[Saved data entries]
=====
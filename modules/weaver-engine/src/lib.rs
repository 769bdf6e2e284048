//! The reactive propagation engine.
//!
//! Consumes signal-update and handler-execute events, fans updates out
//! through the dependency graph in topological order, re-renders dependent
//! node signals, and delivers deferred completions after the synchronous
//! portion has drained.
//!
//! Consumers plug in an [`UpdateSink`] (where updates land: the DOM on the
//! client, post-stream scripts on the server) and a [`FragmentRenderer`]
//! (how a node subtree becomes HTML).

pub mod engine;
pub mod event;
pub mod traits;

pub use engine::Engine;
pub use event::EngineEvent;
pub use traits::{FragmentRenderer, NullRenderer, RecordingSink, UpdateSink};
=====
## PROBLEM
Each record should be returned precisely as written.

## ANSWER TO THIS EXERCISE
filename modules/weaver-engine/src/lib.rs
repository 769bdf6e2e284048
//! The reactive propagation engine.
//!
//! Consumes signal-update and handler-execute events, fans updates out
//! through the dependency graph in topological order, re-renders dependent
//! node signals, and delivers deferred completions after the synchronous
//! portion has drained.
//!
//! Consumers plug in an [`UpdateSink`] (where updates land: the DOM on the
//! client, post-stream scripts on the server) and a [`FragmentRenderer`]
//! (how a node subtree becomes HTML).

pub mod engine;
pub mod event;
pub mod traits;

pub use engine::Engine;
pub use event::EngineEvent;
pub use traits::{FragmentRenderer, NullRenderer, RecordingSink, UpdateSink};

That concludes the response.